WHAT YOU WILL DO -
Within the material below, filter for lines that hold the word "finished".

MATERIAL PROVIDED -
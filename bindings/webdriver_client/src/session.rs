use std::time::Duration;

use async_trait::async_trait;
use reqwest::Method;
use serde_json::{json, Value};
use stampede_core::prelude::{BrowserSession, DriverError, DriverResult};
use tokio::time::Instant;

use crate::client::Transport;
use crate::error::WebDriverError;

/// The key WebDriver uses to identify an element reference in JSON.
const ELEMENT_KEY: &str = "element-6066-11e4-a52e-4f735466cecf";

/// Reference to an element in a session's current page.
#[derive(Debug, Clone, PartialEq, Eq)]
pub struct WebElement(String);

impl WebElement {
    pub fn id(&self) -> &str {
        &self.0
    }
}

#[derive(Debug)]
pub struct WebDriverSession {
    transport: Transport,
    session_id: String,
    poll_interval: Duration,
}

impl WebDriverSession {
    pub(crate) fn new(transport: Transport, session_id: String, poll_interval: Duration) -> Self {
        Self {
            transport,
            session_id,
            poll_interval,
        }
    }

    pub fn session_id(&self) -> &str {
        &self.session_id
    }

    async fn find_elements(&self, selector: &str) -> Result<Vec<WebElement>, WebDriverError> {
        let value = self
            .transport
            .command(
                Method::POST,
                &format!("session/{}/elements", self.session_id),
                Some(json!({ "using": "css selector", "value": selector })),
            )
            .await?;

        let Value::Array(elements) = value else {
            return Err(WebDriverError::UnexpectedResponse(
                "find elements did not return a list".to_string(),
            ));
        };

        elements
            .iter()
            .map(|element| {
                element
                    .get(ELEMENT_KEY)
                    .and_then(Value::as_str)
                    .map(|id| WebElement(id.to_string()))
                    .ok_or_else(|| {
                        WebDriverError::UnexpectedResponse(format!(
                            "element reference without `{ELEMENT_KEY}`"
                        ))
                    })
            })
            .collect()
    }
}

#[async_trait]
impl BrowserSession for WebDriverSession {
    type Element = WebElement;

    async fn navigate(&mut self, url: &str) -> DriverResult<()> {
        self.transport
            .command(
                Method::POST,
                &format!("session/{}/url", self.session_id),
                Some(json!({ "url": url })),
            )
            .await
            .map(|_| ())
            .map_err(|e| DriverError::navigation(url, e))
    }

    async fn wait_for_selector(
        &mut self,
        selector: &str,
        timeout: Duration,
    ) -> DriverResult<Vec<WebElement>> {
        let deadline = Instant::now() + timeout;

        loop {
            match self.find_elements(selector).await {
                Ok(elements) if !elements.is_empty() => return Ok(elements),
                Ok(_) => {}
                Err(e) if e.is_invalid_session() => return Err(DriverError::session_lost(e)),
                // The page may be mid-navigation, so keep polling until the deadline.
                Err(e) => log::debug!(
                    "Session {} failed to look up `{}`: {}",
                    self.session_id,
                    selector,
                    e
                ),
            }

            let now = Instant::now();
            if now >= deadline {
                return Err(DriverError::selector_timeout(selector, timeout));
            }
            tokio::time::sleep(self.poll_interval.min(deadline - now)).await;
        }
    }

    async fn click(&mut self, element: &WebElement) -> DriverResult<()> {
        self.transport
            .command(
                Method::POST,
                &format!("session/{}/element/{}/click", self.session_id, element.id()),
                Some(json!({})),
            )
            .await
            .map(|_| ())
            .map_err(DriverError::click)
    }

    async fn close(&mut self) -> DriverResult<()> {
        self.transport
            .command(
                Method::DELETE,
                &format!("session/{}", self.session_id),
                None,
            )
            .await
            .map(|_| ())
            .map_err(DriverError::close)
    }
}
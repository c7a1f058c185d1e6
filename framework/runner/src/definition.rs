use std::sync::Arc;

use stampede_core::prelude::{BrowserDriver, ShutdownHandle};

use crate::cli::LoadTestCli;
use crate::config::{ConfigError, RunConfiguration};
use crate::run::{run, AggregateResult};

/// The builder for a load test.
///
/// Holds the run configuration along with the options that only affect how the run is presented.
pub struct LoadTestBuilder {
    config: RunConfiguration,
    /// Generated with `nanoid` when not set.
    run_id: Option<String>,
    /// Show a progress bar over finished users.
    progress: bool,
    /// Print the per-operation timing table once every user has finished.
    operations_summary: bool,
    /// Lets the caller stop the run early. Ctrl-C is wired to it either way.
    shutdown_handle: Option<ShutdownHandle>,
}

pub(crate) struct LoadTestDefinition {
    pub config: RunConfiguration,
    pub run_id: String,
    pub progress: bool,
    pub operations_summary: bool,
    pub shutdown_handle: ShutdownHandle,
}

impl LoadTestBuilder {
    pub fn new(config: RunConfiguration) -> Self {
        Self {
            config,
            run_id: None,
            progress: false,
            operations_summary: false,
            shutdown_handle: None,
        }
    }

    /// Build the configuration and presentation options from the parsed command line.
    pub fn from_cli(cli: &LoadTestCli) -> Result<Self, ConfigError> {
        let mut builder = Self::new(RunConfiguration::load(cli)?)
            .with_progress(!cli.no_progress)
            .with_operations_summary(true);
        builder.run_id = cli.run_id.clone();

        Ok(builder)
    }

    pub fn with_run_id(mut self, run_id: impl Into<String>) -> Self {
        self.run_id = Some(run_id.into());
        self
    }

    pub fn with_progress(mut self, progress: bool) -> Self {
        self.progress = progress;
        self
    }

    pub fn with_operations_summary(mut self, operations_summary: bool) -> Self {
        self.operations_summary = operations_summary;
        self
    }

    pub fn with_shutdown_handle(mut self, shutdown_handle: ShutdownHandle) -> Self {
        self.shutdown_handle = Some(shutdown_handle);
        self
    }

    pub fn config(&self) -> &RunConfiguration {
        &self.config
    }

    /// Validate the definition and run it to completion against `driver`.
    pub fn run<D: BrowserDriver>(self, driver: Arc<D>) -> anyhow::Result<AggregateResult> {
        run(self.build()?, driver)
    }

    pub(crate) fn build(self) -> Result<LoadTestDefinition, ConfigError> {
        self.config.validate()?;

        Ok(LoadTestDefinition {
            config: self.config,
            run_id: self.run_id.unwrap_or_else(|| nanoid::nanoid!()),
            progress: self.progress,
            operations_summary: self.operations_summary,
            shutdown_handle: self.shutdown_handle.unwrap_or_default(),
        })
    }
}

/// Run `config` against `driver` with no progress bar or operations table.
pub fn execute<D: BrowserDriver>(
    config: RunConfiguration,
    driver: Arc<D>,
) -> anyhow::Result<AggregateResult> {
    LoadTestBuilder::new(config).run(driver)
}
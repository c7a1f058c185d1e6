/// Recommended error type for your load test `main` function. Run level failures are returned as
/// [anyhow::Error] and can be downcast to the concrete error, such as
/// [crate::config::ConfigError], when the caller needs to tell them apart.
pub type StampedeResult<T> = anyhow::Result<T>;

ANSWER FOR THIS EXERCISE -
    /// Show a progress bar over finished users.
    /// Print the per-operation timing table once every user has finished.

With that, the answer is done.